The most important question to address is how to distinguish OAs from other transients when they are detected in large sky surveys. As shown in Fig. 3, OAs appear as daily transients in optical and X-ray surveys, given the typical flux limits of current and forthcoming surveys (see Table 2), and many other extragalactic sources have similar duration. They will show a decaying light curve with a temporal slope, which is that of typical GRB afterglows, i.e., tδ with δ ~ 1 − 2 but not uniquely characterising GRBs as a class. The lack of any associated high energy γ-ray counterpart will hamper their classification as orphan afterglows of GRBs. The success of a transient survey is that of classifying, after discovery, the detected transients and to this aim a dedicated follow-up program is fundamental.

A first method of assessing the OA nature of the transient is with a systematic optical photometric and spectroscopic follow up. The optical/X-ray light curves, especially if the OA that is detected is still quite bright and/or before its light-curve peak, can be a very useful tool for a preliminary source classification. Indeed, its shape and its decay power-law index should be different from those of SNe or blazars. In addition to the ground-based optical facilities, the future satellite SVOM (Basa et al. 2008), to be operational at the same epoch of LSST, will be able to perform simultaneous X-ray and optical observations of OA candidates.
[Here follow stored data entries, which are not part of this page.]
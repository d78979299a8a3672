pub mod spotify;
pub mod token;
pub mod ytmusic;

use crate::client::CatalogClient;
use crate::config::{Config, Provider};
use crate::playlist::RecommendSettings;
use anyhow::Result;

pub use spotify::SpotifyClient;
pub use ytmusic::YtMusicClient;

/// Build the configured catalog client together with matching waterfall settings
pub fn connect(config: &Config) -> Result<(Box<dyn CatalogClient>, RecommendSettings)> {
    let mut settings = RecommendSettings::default();
    let client: Box<dyn CatalogClient> = match config.provider {
        Provider::YtMusic => {
            let client = YtMusicClient::new(config);
            settings.watch_base = client.base_url().to_string();
            Box::new(client)
        }
        Provider::Spotify => {
            settings.seeded_recommendations = config.spotify_recommendations;
            Box::new(SpotifyClient::new(config)?)
        }
    };
    Ok((client, settings))
}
A final identification is given by optical spectroscopy. The spectral continuum and the absorption lines present in the optical-near-IR (NIR) spectra of the afterglow are very different from those typically found in SNe or blazars (Fynbo et al. 2009; Christensen et al. 2011). Nonetheless, spectra with a sufficient signal-to-noise ratio are needed. To date this requirement is fulfilled down to R ~ 22 with a reasonable amount of integration time (~2 h) (e.g., with X-Shooter at ESO/VLT). Future larger telescopes will also make possible to obtain similar results for fainter objects. Therefore, with the possible increase of transient detections from future surveys, a considerable amount of telescope time may be necessary for a systematic optical follow up of unknown transients and of potential OA candidates. Among projects that could substantially contribute to the broadband (optical to NIR) spectroscopy of transients discovered in surveys there is the Son Of X-Shooter (SOXS; P.I. Campana), which has been proposed for the NTT with a considerable number of dedicated nights per year, as well as the Nordic Optical Telescope Transient Explorer (NTE)4. Another way to discriminate between OAs and other transients comes from the analysis of the broad spectral energy distribution (SED). Here we compare the typical SED of OAs with that of potential competitors extragalactic sources like SNe and blazars.

thumbnail Fig. 4

Spectral energy distribution of the OAs that can be detected by the LSST (pink filled region). The SED of the low-power blazar BLLac (open circles), the FSRQ 3C 454.3 (asterisks), and of two supernovae, SN1978K (open squares) and the GRB–SN associated GRB980425/SN1998bw (open stars), are shown with different symbols. The solid lines provide an interpolation of the data points and do not represent any physical model. For the two blazars, we also show, with a dashed gray line for 3C 454.3 and dashed orange line for BLLac, how their spectra would appear if they were at z = 2 (typical of GRBs). The (5σ) limits for a 12 h continuum observation with the SKA is shown by the yellow shaded region. The green shaded region marks the limiting flux of an ALMA observation (32 antennas of 12 m for 3 h of observation in dual mode, from https://almascience.eso.org/proposing/sensitivity-calculator). The LSST limiting flux (see Table 2) is shown by the red square symbol.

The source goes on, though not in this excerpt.